9. Pseudorandom Number Generators

9.1. Randomness and entropy

As we’ve seen in the previous sections, cryptography often requires randomness. For example, symmetric keys are usually randomly-generated bits, and random IVs and nonces are required to build secure block cipher chaining modes.

In cryptography, when we say “random,” we usually mean “random and unpredictable.” For example, flipping a biased coin that comes up heads 99% of the time is random, but you can predict a pattern–for a given coin toss, if you guess heads, it’s very likely you’re correct. A better source of randomness for cryptographic purposes would be flipping a fair coin, because the outcome is harder to predict than the outcome of the biased coin flip. Consider generating a random symmetric key: you would want to use outcomes of the fair coin to generate the key, because that makes it harder for the attacker to guess your key than if you had used outcomes of the biased coin to generate the key.

We can formalize this concept of unpredictability by defining entropy, a measure of uncertainty or surprise, for any random event. The biased coin has low entropy because you expect a given outcome most of the time. The fair coin has high entropy because you are very uncertain about the outcome. The specifics of entropy are beyond the scope of this class, but an important note is that the uniform distribution (all outcomes equally likely) produces the greatest entropy. In cryptography, we generally want randomness with the most entropy, so ideally, any randomness should be bits drawn from a uniform distribution (i.e. the outcomes of fair coin tosses).

However, true, unbiased randomness is computationally expensive to generate. True randomness usually requires sampling data from an unpredictable physical process, such as an unpredictable circuit on a CPU, random noise signals, or the microsecond at which a user presses a key. These sources may be biased and predictable, making it even more challenging to generate unbiased randomness.

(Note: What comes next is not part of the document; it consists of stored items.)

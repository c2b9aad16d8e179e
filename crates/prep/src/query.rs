//! Highlight query acquisition.
//!
//! Every grammar ends up with exactly one `<queries_dir>/<name>/highlights.scm`.
//! The file comes from the first [`QueryResolver`] that produces one:
//!
//! 1. [`BundledQueries`]: the grammar tree's own `queries/` directory.
//! 2. [`RuntimeQueries`]: the curated runtime served over HTTPS.
//! 3. [`PlaceholderQuery`]: a comment-only file, so downstream code can
//!    always open the query.
//!
//! A failing tier is logged and skipped. An existing target is never
//! overwritten and no tier is consulted for it.

use std::fmt;
use std::fs;
use std::io::Write;
use std::path::{Path, PathBuf};
use std::sync::Arc;

use thiserror::Error;
use tracing::{debug, info, warn};
use walkdir::WalkDir;

use crate::http::{HttpClient, TransportError};
use crate::manifest::GrammarSpec;
use crate::utils::{DIAGNOSTIC_LIMIT, truncate};

/// File name of the highlight query.
pub const HIGHLIGHTS_FILE: &str = "highlights.scm";

/// Companion query fetched alongside a runtime highlight query.
pub const INJECTIONS_FILE: &str = "injections.scm";

/// Content written when no tier has a highlight query.
pub const PLACEHOLDER_QUERY: &str = "; No highlights available\n";

/// Curated query runtime used when the config names none.
pub const DEFAULT_RUNTIME_URL: &str =
	"https://raw.githubusercontent.com/helix-editor/helix/master/runtime/queries";

/// Errors raised by a resolver tier, or while writing the resolved files.
#[derive(Debug, Error)]
pub enum QueryError {
	/// The runtime answered with a status other than success or 404.
	#[error("HTTP {status} from {url}")]
	Http {
		/// Response status.
		status: u16,
		/// Requested URL.
		url: String,
	},
	/// The runtime could not be reached.
	#[error("network error: {0}")]
	Network(String),
	/// The runtime request exceeded the per-task timeout.
	#[error("timed out")]
	Timeout,
	/// Reading bundled queries or writing the target failed.
	#[error("I/O error: {0}")]
	Io(#[from] std::io::Error),
}

impl QueryError {
	/// Display form truncated for the run summary.
	pub fn diagnostic(&self) -> String {
		truncate(&self.to_string(), DIAGNOSTIC_LIMIT)
	}
}

impl From<TransportError> for QueryError {
	fn from(error: TransportError) -> Self {
		match error {
			TransportError::Timeout => Self::Timeout,
			TransportError::Network(message) => Self::Network(message),
		}
	}
}

/// Which tier produced a grammar's highlight query.
#[derive(Debug, Clone, Copy, PartialEq, Eq, Hash, PartialOrd, Ord)]
pub enum QueryTier {
	/// Copied from the grammar's own `queries/` directory.
	Bundled,
	/// Downloaded from the query runtime.
	Runtime,
	/// Comment-only placeholder.
	Placeholder,
}

impl fmt::Display for QueryTier {
	fn fmt(&self, f: &mut fmt::Formatter<'_>) -> fmt::Result {
		f.write_str(match self {
			Self::Bundled => "bundled",
			Self::Runtime => "runtime",
			Self::Placeholder => "placeholder",
		})
	}
}

/// Result of fetching one grammar's query.
#[derive(Debug, Clone, Copy, PartialEq, Eq)]
pub enum QueryOutcome {
	/// The target file already existed.
	AlreadyPresent,
	/// A tier produced the query and it was written.
	Resolved(QueryTier),
	/// Every configured tier declined. Only possible without a placeholder tier.
	Unresolved,
}

/// Query files produced by a tier.
#[derive(Debug, Clone, PartialEq, Eq)]
pub struct QueryFiles {
	/// Contents of `highlights.scm`.
	pub highlights: Vec<u8>,
	/// Sibling query files, as paths relative to the query directory.
	pub companions: Vec<(PathBuf, Vec<u8>)>,
}

impl QueryFiles {
	/// Highlights only, without companions.
	pub fn highlights(contents: impl Into<Vec<u8>>) -> Self {
		Self {
			highlights: contents.into(),
			companions: Vec::new(),
		}
	}
}

/// One query source tier.
pub trait QueryResolver: Send + Sync {
	/// Tier reported when this resolver wins.
	fn tier(&self) -> QueryTier;

	/// Returns the grammar's query files, or `None` if this tier has none.
	fn resolve(&self, spec: &GrammarSpec) -> Result<Option<QueryFiles>, QueryError>;
}

/// Reads queries shipped inside the fetched grammar tree.
#[derive(Debug, Clone)]
pub struct BundledQueries {
	grammars_dir: PathBuf,
}

impl BundledQueries {
	/// Looks for trees under `grammars_dir`.
	pub fn new(grammars_dir: impl Into<PathBuf>) -> Self {
		Self {
			grammars_dir: grammars_dir.into(),
		}
	}

	/// `<tree>/queries` first, then `<tree>/<subpath>/queries`.
	fn candidates(&self, spec: &GrammarSpec) -> Vec<PathBuf> {
		let tree = self.grammars_dir.join(&spec.name);
		let mut dirs = vec![tree.join("queries")];
		if let Some(subpath) = spec.subpath() {
			dirs.push(tree.join(subpath).join("queries"));
		}
		dirs
	}
}

impl QueryResolver for BundledQueries {
	fn tier(&self) -> QueryTier {
		QueryTier::Bundled
	}

	fn resolve(&self, spec: &GrammarSpec) -> Result<Option<QueryFiles>, QueryError> {
		let Some(dir) = self
			.candidates(spec)
			.into_iter()
			.find(|dir| dir.join(HIGHLIGHTS_FILE).is_file())
		else {
			return Ok(None);
		};

		let highlights = fs::read(dir.join(HIGHLIGHTS_FILE))?;
		let mut companions = Vec::new();
		for entry in WalkDir::new(&dir).sort_by_file_name() {
			let entry = entry.map_err(std::io::Error::from)?;
			if !entry.file_type().is_file() {
				continue;
			}
			let relative = entry.path().strip_prefix(&dir).map_err(std::io::Error::other)?;
			if relative == Path::new(HIGHLIGHTS_FILE) {
				continue;
			}
			companions.push((relative.to_path_buf(), fs::read(entry.path())?));
		}

		Ok(Some(QueryFiles {
			highlights,
			companions,
		}))
	}
}

/// Downloads queries from the curated runtime.
#[derive(Clone)]
pub struct RuntimeQueries {
	base_url: String,
	client: Arc<dyn HttpClient>,
}

impl RuntimeQueries {
	/// Serves `<base_url>/<name>/<file>`.
	pub fn new(base_url: impl Into<String>, client: Arc<dyn HttpClient>) -> Self {
		Self {
			base_url: base_url.into(),
			client,
		}
	}

	fn url(&self, name: &str, file: &str) -> String {
		format!("{}/{name}/{file}", self.base_url.trim_end_matches('/'))
	}
}

impl QueryResolver for RuntimeQueries {
	fn tier(&self) -> QueryTier {
		QueryTier::Runtime
	}

	fn resolve(&self, spec: &GrammarSpec) -> Result<Option<QueryFiles>, QueryError> {
		let url = self.url(&spec.name, HIGHLIGHTS_FILE);
		let response = self.client.get(&url)?;
		if response.status == 404 {
			debug!(grammar = %spec.name, "Runtime has no highlight query");
			return Ok(None);
		}
		if !response.is_success() {
			return Err(QueryError::Http {
				status: response.status,
				url,
			});
		}

		let mut files = QueryFiles::highlights(response.body);

		// Optional companion; any failure leaves it out.
		match self.client.get(&self.url(&spec.name, INJECTIONS_FILE)) {
			Ok(injections) if injections.is_success() => {
				files.companions.push((PathBuf::from(INJECTIONS_FILE), injections.body));
			}
			Ok(_) => {}
			Err(error) => debug!(grammar = %spec.name, %error, "Skipping runtime injections"),
		}

		Ok(Some(files))
	}
}

/// Always resolves to [`PLACEHOLDER_QUERY`].
#[derive(Debug, Clone, Copy, Default)]
pub struct PlaceholderQuery;

impl QueryResolver for PlaceholderQuery {
	fn tier(&self) -> QueryTier {
		QueryTier::Placeholder
	}

	fn resolve(&self, _spec: &GrammarSpec) -> Result<Option<QueryFiles>, QueryError> {
		Ok(Some(QueryFiles::highlights(PLACEHOLDER_QUERY)))
	}
}

/// Materializes highlight queries under one root using an ordered tier list.
pub struct QueryFetcher {
	queries_dir: PathBuf,
	resolvers: Vec<Box<dyn QueryResolver>>,
}

impl QueryFetcher {
	/// Creates a fetcher consulting `resolvers` in order.
	pub fn new(queries_dir: impl Into<PathBuf>, resolvers: Vec<Box<dyn QueryResolver>>) -> Self {
		Self {
			queries_dir: queries_dir.into(),
			resolvers,
		}
	}

	/// Bundled, then runtime, then placeholder.
	pub fn standard(
		queries_dir: impl Into<PathBuf>,
		grammars_dir: impl Into<PathBuf>,
		runtime_url: impl Into<String>,
		client: Arc<dyn HttpClient>,
	) -> Self {
		Self::new(
			queries_dir,
			vec![
				Box::new(BundledQueries::new(grammars_dir)),
				Box::new(RuntimeQueries::new(runtime_url, client)),
				Box::new(PlaceholderQuery),
			],
		)
	}

	/// Where `spec`'s highlight query lives.
	pub fn target_file(&self, spec: &GrammarSpec) -> PathBuf {
		self.queries_dir.join(&spec.name).join(HIGHLIGHTS_FILE)
	}

	/// Resolves and writes `spec`'s highlight query unless it already exists.
	///
	/// Tier failures degrade to the next tier. The only error is failing to
	/// write the winning tier's files.
	pub fn fetch(&self, spec: &GrammarSpec) -> Result<QueryOutcome, QueryError> {
		let target = self.target_file(spec);
		if target.exists() {
			debug!(grammar = %spec.name, "Highlight query already present");
			return Ok(QueryOutcome::AlreadyPresent);
		}

		for resolver in &self.resolvers {
			let tier = resolver.tier();
			match resolver.resolve(spec) {
				Ok(Some(files)) => {
					write_query_files(&target, &files)?;
					info!(grammar = %spec.name, %tier, "Wrote highlight query");
					return Ok(QueryOutcome::Resolved(tier));
				}
				Ok(None) => {}
				Err(error) => {
					warn!(grammar = %spec.name, %tier, %error, "Query tier failed, trying next");
				}
			}
		}

		warn!(grammar = %spec.name, "No query tier produced a highlight query");
		Ok(QueryOutcome::Unresolved)
	}
}

/// Writes companions first (never replacing existing files), then
/// `highlights.scm` through a temporary file so it only appears complete.
fn write_query_files(target: &Path, files: &QueryFiles) -> Result<(), QueryError> {
	let Some(dir) = target.parent() else {
		return Err(std::io::Error::other(format!("{} has no parent", target.display())).into());
	};
	fs::create_dir_all(dir)?;

	for (relative, contents) in &files.companions {
		let path = dir.join(relative);
		if path.exists() {
			continue;
		}
		if let Some(parent) = path.parent() {
			fs::create_dir_all(parent)?;
		}
		fs::write(&path, contents)?;
	}

	let mut staged = tempfile::NamedTempFile::new_in(dir)?;
	staged.write_all(&files.highlights)?;
	staged.persist(target).map_err(|e| e.error)?;
	Ok(())
}

#[cfg(test)]
mod tests {
	use std::sync::atomic::{AtomicUsize, Ordering};

	use super::*;

	fn spec(name: &str, subpath: &str) -> GrammarSpec {
		GrammarSpec {
			name: name.into(),
			source_url: format!("https://github.com/org/{name}"),
			revision: "main".into(),
			subpath: subpath.into(),
		}
	}

	struct Failing;

	impl QueryResolver for Failing {
		fn tier(&self) -> QueryTier {
			QueryTier::Runtime
		}

		fn resolve(&self, _spec: &GrammarSpec) -> Result<Option<QueryFiles>, QueryError> {
			Err(QueryError::Network("connection reset".into()))
		}
	}

	struct Counting(Arc<AtomicUsize>);

	impl QueryResolver for Counting {
		fn tier(&self) -> QueryTier {
			QueryTier::Bundled
		}

		fn resolve(&self, _spec: &GrammarSpec) -> Result<Option<QueryFiles>, QueryError> {
			self.0.fetch_add(1, Ordering::SeqCst);
			Ok(None)
		}
	}

	#[test]
	fn bundled_queries_copy_companions() {
		let dir = tempfile::tempdir().unwrap();
		let grammars = dir.path().join("grammars");
		let queries = grammars.join("rust/queries");
		fs::create_dir_all(&queries).unwrap();
		fs::write(queries.join(HIGHLIGHTS_FILE), "(identifier) @variable").unwrap();
		fs::write(queries.join("locals.scm"), "(block) @local.scope").unwrap();

		let fetcher = QueryFetcher::new(
			dir.path().join("queries"),
			vec![Box::new(BundledQueries::new(&grammars)), Box::new(PlaceholderQuery)],
		);
		let rust = spec("rust", "");

		assert_eq!(fetcher.fetch(&rust).unwrap(), QueryOutcome::Resolved(QueryTier::Bundled));
		let out = dir.path().join("queries/rust");
		let written = fs::read_to_string(out.join(HIGHLIGHTS_FILE)).unwrap();
		assert_eq!(written, "(identifier) @variable");
		assert!(out.join("locals.scm").is_file());
	}

	#[test]
	fn bundled_queries_under_subpath() {
		let dir = tempfile::tempdir().unwrap();
		let queries = dir.path().join("typescript/tsx/queries");
		fs::create_dir_all(&queries).unwrap();
		fs::write(queries.join(HIGHLIGHTS_FILE), "tsx").unwrap();

		let files = BundledQueries::new(dir.path())
			.resolve(&spec("typescript", "tsx"))
			.unwrap()
			.expect("subpath queries found");
		assert_eq!(files.highlights, b"tsx");
	}

	#[test]
	fn failing_tier_degrades_to_placeholder() {
		let dir = tempfile::tempdir().unwrap();
		let tiers: Vec<Box<dyn QueryResolver>> = vec![Box::new(Failing), Box::new(PlaceholderQuery)];
		let fetcher = QueryFetcher::new(dir.path(), tiers);
		let demo = spec("demo", "");

		assert_eq!(fetcher.fetch(&demo).unwrap(), QueryOutcome::Resolved(QueryTier::Placeholder));
		assert_eq!(fs::read_to_string(fetcher.target_file(&demo)).unwrap(), PLACEHOLDER_QUERY);
	}

	#[test]
	fn existing_target_consults_no_tier() {
		let dir = tempfile::tempdir().unwrap();
		let calls = Arc::new(AtomicUsize::new(0));
		let fetcher = QueryFetcher::new(
			dir.path(),
			vec![Box::new(Counting(calls.clone())), Box::new(PlaceholderQuery)],
		);
		let demo = spec("demo", "");
		fs::create_dir_all(dir.path().join("demo")).unwrap();
		fs::write(fetcher.target_file(&demo), "; mine\n").unwrap();

		assert_eq!(fetcher.fetch(&demo).unwrap(), QueryOutcome::AlreadyPresent);
		assert_eq!(calls.load(Ordering::SeqCst), 0);
		assert_eq!(fs::read_to_string(fetcher.target_file(&demo)).unwrap(), "; mine\n");
	}

	#[test]
	fn no_placeholder_tier_leaves_query_unresolved() {
		let dir = tempfile::tempdir().unwrap();
		let fetcher = QueryFetcher::new(dir.path(), vec![Box::new(Failing)]);
		let demo = spec("demo", "");

		assert_eq!(fetcher.fetch(&demo).unwrap(), QueryOutcome::Unresolved);
		assert!(!fetcher.target_file(&demo).exists());
	}

	#[test]
	fn runtime_tier_against_real_client() {
		let mut server = mockito::Server::new();
		let _highlights = server
			.mock("GET", "/rust/highlights.scm")
			.with_status(200)
			.with_body("(macro_invocation) @function.macro")
			.create();
		let _injections = server
			.mock("GET", "/rust/injections.scm")
			.with_status(200)
			.with_body("(line_comment) @injection.content")
			.create();
		let _missing = server.mock("GET", "/zig/highlights.scm").with_status(404).create();
		let _broken = server.mock("GET", "/nim/highlights.scm").with_status(500).create();

		let client = crate::http::ReqwestClient::new(std::time::Duration::from_secs(5)).unwrap();
		let runtime = RuntimeQueries::new(format!("{}/", server.url()), Arc::new(client));

		let files = runtime.resolve(&spec("rust", "")).unwrap().expect("rust query served");
		assert_eq!(files.highlights, b"(macro_invocation) @function.macro");
		assert_eq!(files.companions, vec![(
			PathBuf::from(INJECTIONS_FILE),
			b"(line_comment) @injection.content".to_vec()
		)]);

		assert_eq!(runtime.resolve(&spec("zig", "")).unwrap(), None);
		assert!(matches!(
			runtime.resolve(&spec("nim", "")),
			Err(QueryError::Http { status: 500, .. })
		));
	}
}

Instead of using expensive true randomness each time a cryptographic algorithm requires randomness, we instead use pseudo-randomness. Pseudorandom numbers are generated deterministically using an algorithm, but they look random. In particular, a good pseudorandom number algorithm generates bits that are computationally indistinguishable from true random bits–there is no efficient algorithm that would let an attacker distinguish between pseudorandom bits and truly random bits.

9.2. Pseudorandom Number Generators (pRNGs)

A pseudorandom number generator (pRNG) is an algorithm that takes a small amount of truly random bits as input and outputs a long sequence of pseudorandom bits. The initial truly random input is called the seed.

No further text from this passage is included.